The other “affidavit” ground for defendant’s motion to dismiss is its untimely filing. Defendant insists that the failure to file at the initial stage of the proceedings is a jurisdictional defect which the parties and the court are powerless to correct. The problem is not easy of solution in view of our inability to interpret to our own satisfaction the opinion of the United States Supreme Court in the case of United States v. Zucca, 351 U.S. 91, 76 S.Ct. 671, 676, 100 L.Ed. 964. There the District Court had dismissed the complaint unless the Government should file an affidavit showing good cause within 60 days. The affidavit was not filed within the time allowed and the case was dismissed, D.C., 125 F.Supp. 551. The Court of Appeals, 2 Cir., 221 F.2d 805 affirmed, and the United States Supreme Court held that under Sec. 340 (a) the filing of the affidavit is a “procedural prerequisite to maintenance of proceedings thereunder.” In the last paragraph of the opinion appears the following sentence:

“We believe that, not only in some cases but im all cases, the District Attorney must, as a prerequisite to the initiation of such proceedings, file an affidavit showing good cause.”

In the same opinion, therefore, it is held that the filing of the affidavit is a “procedural prerequisite to the maintenance of proceedings” and that it is a “prerequisite to the initiation of such proceedings.” In the first paragraph of the opinion it is stated that the sole question is whether the filing of the affidavit is a “prerequisite to maintenance of the suit.”

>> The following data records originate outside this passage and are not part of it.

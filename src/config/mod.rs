/// Runtime configuration sections
use std::collections::BTreeMap;
use std::path::PathBuf;
use std::time::Duration;

use chrono::NaiveDate;
use serde::{Deserialize, Serialize};

use crate::sync::retry::RetryPolicy;
use crate::types::{Frequency, LookbackSpan, SyncMode};
use crate::utils::LogConfig;

pub mod loader;

pub use loader::{load_config, parse_config, validate_config};

#[derive(Debug, Clone, Default, Serialize, Deserialize)]
#[serde(default)]
pub struct SyncConfig {
    pub storage: StorageConfig,
    pub budget: BudgetConfig,
    pub history: HistoryConfig,
    pub retry: RetryConfig,
    pub finance: FinanceConfig,
    pub realtime: RealtimeConfig,
    pub workflow: WorkflowConfig,
    pub logging: LogConfig,
}

/// File locations, all relative to `data_dir`
#[derive(Debug, Clone, Serialize, Deserialize)]
#[serde(default)]
pub struct StorageConfig {
    pub data_dir: PathBuf,
    pub bars_file: String,
    pub realtime_bars_file: String,
    pub symbols_file: String,
    pub finance_file: String,
    pub reports_dir: String,
}

impl Default for StorageConfig {
    fn default() -> Self {
        Self {
            data_dir: PathBuf::from("data"),
            bars_file: "bars.jsonl".to_string(),
            realtime_bars_file: "realtime_bars.jsonl".to_string(),
            symbols_file: "symbols.jsonl".to_string(),
            finance_file: "financials.jsonl".to_string(),
            reports_dir: "reports".to_string(),
        }
    }
}

impl StorageConfig {
    pub fn bars_path(&self) -> PathBuf {
        self.data_dir.join(&self.bars_file)
    }

    pub fn realtime_bars_path(&self) -> PathBuf {
        self.data_dir.join(&self.realtime_bars_file)
    }

    pub fn symbols_path(&self) -> PathBuf {
        self.data_dir.join(&self.symbols_file)
    }

    pub fn finance_path(&self) -> PathBuf {
        self.data_dir.join(&self.finance_file)
    }

    pub fn reports_path(&self) -> PathBuf {
        self.data_dir.join(&self.reports_dir)
    }
}

#[derive(Debug, Clone, Serialize, Deserialize)]
#[serde(default)]
pub struct BudgetConfig {
    pub daily_call_limit: u64,
    pub state_file: PathBuf,
}

impl Default for BudgetConfig {
    fn default() -> Self {
        Self {
            daily_call_limit: 150_000,
            state_file: PathBuf::from("data/call_budget.json"),
        }
    }
}

#[derive(Debug, Clone, Serialize, Deserialize)]
#[serde(default)]
pub struct LimitUpConfig {
    pub days: i64,
    pub pct_threshold: f64,
    pub frequency: Frequency,
}

impl Default for LimitUpConfig {
    fn default() -> Self {
        Self {
            days: 7,
            pct_threshold: 9.5,
            frequency: Frequency::Minute5,
        }
    }
}

#[derive(Debug, Clone, Serialize, Deserialize)]
#[serde(default)]
pub struct HistoryConfig {
    pub frequencies: Vec<Frequency>,
    pub mode: SyncMode,
    /// Lookback for daily/weekly/monthly symbols without a watermark; 0 means "from the minimum start"
    pub history_years: u32,
    /// Per frequency tag lookback, e.g. `"5" = { days = 30 }`; wins over `history_years`
    pub lookbacks: BTreeMap<String, LookbackSpan>,
    pub workers: usize,
    /// Earliest date for daily/weekly/monthly bars
    pub start_date: NaiveDate,
    /// Earliest date for minute bars
    pub minute_start_date: NaiveDate,
    /// Index codes always included in the universe
    pub index_codes: Vec<String>,
    /// Minimum spacing between vendor calls, 0 disables pacing
    pub request_interval_ms: u64,
    /// Trailing re-fetch window in days per frequency tag
    pub integrity_windows: BTreeMap<String, i64>,
    pub limit_up: LimitUpConfig,
    pub source_tag: String,
}

impl Default for HistoryConfig {
    fn default() -> Self {
        let integrity_windows = [("d", 30), ("w", 400), ("m", 1500), ("5", 15)]
            .into_iter()
            .map(|(k, v)| (k.to_string(), v))
            .collect();
        Self {
            frequencies: vec![
                Frequency::Daily,
                Frequency::Weekly,
                Frequency::Monthly,
                Frequency::Minute5,
            ],
            mode: SyncMode::Incremental,
            history_years: 0,
            lookbacks: BTreeMap::new(),
            workers: 4,
            start_date: NaiveDate::from_ymd_opt(2014, 1, 1).unwrap_or_default(),
            minute_start_date: NaiveDate::from_ymd_opt(2019, 1, 2).unwrap_or_default(),
            index_codes: Vec::new(),
            request_interval_ms: 0,
            integrity_windows,
            limit_up: LimitUpConfig::default(),
            source_tag: "baostock".to_string(),
        }
    }
}

impl HistoryConfig {
    /// Earliest syncable date for a frequency
    pub fn min_start(&self, frequency: Frequency) -> NaiveDate {
        if frequency.is_intraday() {
            self.minute_start_date
        } else {
            self.start_date
        }
    }

    /// Lookback for a frequency without a watermark. Minute bars ignore
    /// `history_years` and start at `minute_start_date` unless listed in `lookbacks`.
    pub fn lookback(&self, frequency: Frequency) -> Option<LookbackSpan> {
        let span = match self.lookbacks.get(frequency.as_str()) {
            Some(span) => *span,
            None if frequency.is_intraday() => return None,
            None => LookbackSpan::Years(self.history_years),
        };
        Some(span).filter(|span| !span.is_zero())
    }

    pub fn request_interval(&self) -> Duration {
        Duration::from_millis(self.request_interval_ms)
    }

    pub fn integrity_window(&self, frequency: Frequency) -> Option<i64> {
        self.integrity_windows.get(frequency.as_str()).copied()
    }
}

#[derive(Debug, Clone, Serialize, Deserialize)]
#[serde(default)]
pub struct RetryConfig {
    pub max_attempts: u32,
    pub initial_backoff_ms: u64,
    pub multiplier: f64,
    pub max_backoff_ms: u64,
}

impl Default for RetryConfig {
    fn default() -> Self {
        Self {
            max_attempts: 3,
            initial_backoff_ms: 1000,
            multiplier: 2.0,
            max_backoff_ms: 30_000,
        }
    }
}

impl RetryConfig {
    pub fn policy(&self) -> RetryPolicy {
        RetryPolicy {
            max_attempts: self.max_attempts,
            initial_backoff: Duration::from_millis(self.initial_backoff_ms),
            multiplier: self.multiplier,
            max_backoff: Duration::from_millis(self.max_backoff_ms),
        }
    }
}

#[derive(Debug, Clone, Serialize, Deserialize)]
#[serde(default)]
pub struct FinanceConfig {
    pub enabled: bool,
    pub history_years: u32,
    pub mode: SyncMode,
}

impl Default for FinanceConfig {
    fn default() -> Self {
        Self {
            enabled: true,
            history_years: 10,
            mode: SyncMode::Incremental,
        }
    }
}

#[derive(Debug, Clone, Serialize, Deserialize)]
#[serde(default)]
pub struct RealtimeConfig {
    pub enabled: bool,
    /// Six-digit exchange codes, e.g. "600519"
    pub symbols: Vec<String>,
    pub timeframes: Vec<Frequency>,
    pub poll_interval_secs: u64,
    pub source_tag: String,
    /// Also write completed bars into the history store
    pub mirror_to_history: bool,
    /// Keep a provisional daily bar from the quote snapshot
    pub daily_snapshot: bool,
    pub timezone: String,
}

impl Default for RealtimeConfig {
    fn default() -> Self {
        Self {
            enabled: false,
            symbols: Vec::new(),
            timeframes: vec![Frequency::Minute5, Frequency::Minute15, Frequency::Minute60],
            poll_interval_secs: 5,
            source_tag: "akshare".to_string(),
            mirror_to_history: true,
            daily_snapshot: true,
            timezone: "Asia/Shanghai".to_string(),
        }
    }
}

impl RealtimeConfig {
    pub fn poll_interval(&self) -> Duration {
        Duration::from_secs(self.poll_interval_secs)
    }
}

#[derive(Debug, Clone, Serialize, Deserialize)]
#[serde(default)]
pub struct WorkflowConfig {
    pub refresh_basic: bool,
    /// Flag stored symbols missing from the listing as delisted
    pub flag_delisted: bool,
    pub kline: bool,
    /// Weekly bars only when the trading week has closed
    pub weekly_on_close: bool,
    /// Monthly bars only when the trading month has closed
    pub monthly_on_close: bool,
    pub integrity_scan: bool,
    pub limit_up_resync: bool,
    pub finance: bool,
    pub holidays: Vec<NaiveDate>,
    pub save_reports: bool,
}

impl Default for WorkflowConfig {
    fn default() -> Self {
        Self {
            refresh_basic: true,
            flag_delisted: false,
            kline: true,
            weekly_on_close: true,
            monthly_on_close: true,
            integrity_scan: true,
            limit_up_resync: false,
            finance: true,
            holidays: Vec::new(),
            save_reports: true,
        }
    }
}
use std::path::PathBuf;
use std::str::FromStr;
use tracing::warn;

/// Настройки движка таймеров
#[derive(Debug, Clone, PartialEq)]
pub struct EngineConfig {
    /// Tick period (1 second in production)
    pub tick_period_ms: u64,
    /// Write elapsed_seconds to the store every N ticks (1 = every tick)
    pub persist_every_ticks: u32,
    /// Periodic progress upsert interval
    pub progress_flush_secs: u64,
    /// Upper bound for background time credited on foreground
    pub max_background_credit_secs: u64,
}

impl Default for EngineConfig {
    fn default() -> Self {
        Self {
            tick_period_ms: 1000,
            persist_every_ticks: 1,
            progress_flush_secs: 5 * 60,
            max_background_credit_secs: 24 * 60 * 60,
        }
    }
}

impl EngineConfig {
    pub fn from_env() -> Self {
        let defaults = Self::default();
        Self {
            tick_period_ms: env_or("UPTIME_TICK_MS", defaults.tick_period_ms).max(1),
            persist_every_ticks: env_or("UPTIME_PERSIST_EVERY_TICKS", defaults.persist_every_ticks)
                .max(1),
            progress_flush_secs: env_or("UPTIME_PROGRESS_FLUSH_SECS", defaults.progress_flush_secs)
                .max(1),
            max_background_credit_secs: env_or(
                "UPTIME_MAX_BACKGROUND_CREDIT_SECS",
                defaults.max_background_credit_secs,
            ),
        }
    }
}

/// Host-level configuration (store location, optional auto-login)
#[derive(Debug, Clone)]
pub struct AppConfig {
    pub db_path: PathBuf,
    pub initial_user: Option<String>,
    pub engine: EngineConfig,
}

impl Default for AppConfig {
    fn default() -> Self {
        Self {
            db_path: PathBuf::from("uptime.db"),
            initial_user: None,
            engine: EngineConfig::default(),
        }
    }
}

impl AppConfig {
    pub fn from_env() -> Self {
        let db_path = std::env::var("UPTIME_DB_PATH")
            .ok()
            .filter(|p| !p.trim().is_empty())
            .map(PathBuf::from)
            .unwrap_or_else(|| AppConfig::default().db_path);
        let initial_user = std::env::var("UPTIME_USER")
            .ok()
            .map(|u| u.trim().to_string())
            .filter(|u| !u.is_empty());
        Self {
            db_path,
            initial_user,
            engine: EngineConfig::from_env(),
        }
    }
}

fn env_or<T: FromStr + Copy + std::fmt::Display>(key: &str, default: T) -> T {
    match std::env::var(key) {
        Ok(raw) => raw.trim().parse().unwrap_or_else(|_| {
            warn!("[CONFIG] Invalid value for {}: '{}', using default {}", key, raw, default);
            default
        }),
        Err(_) => default,
    }
}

“Maintenance” of proceedings and “initiation” of proceedings embrace two different concepts. It is one thing to “initiate” something, and another to “maintain” it. A labor strike, for example, may be “initiated” in the morning of a particular day, and fail to be “maintained” for the balance of the day. In the Zueca case, Chief Justice Warren in five separate instances refers to the “maintenance” of suit or proceedings, and in only one instance does the Chief *251Justice refer to “initiation” of proceedings. We, therefore, think the only fair interpretation to be that the affidavit must be filed in order for the suit to be “maintained”, and that the failure to file an existing affidavit (which is the case here) at the time of commencement of suit is not a jurisdictional defect but is a procedural one which may be cured.

In the conclusion herein reached by us, we find ourselves in accord with Judge Arthur A. Koscinski of this court who reached a similar result in his opinion of December 31, 1956, concerning the same issues, in the case of United States v. Kiros, 149 F.Supp. 730.

The motion of the defendant to dismiss the complaint herein is hereby denied.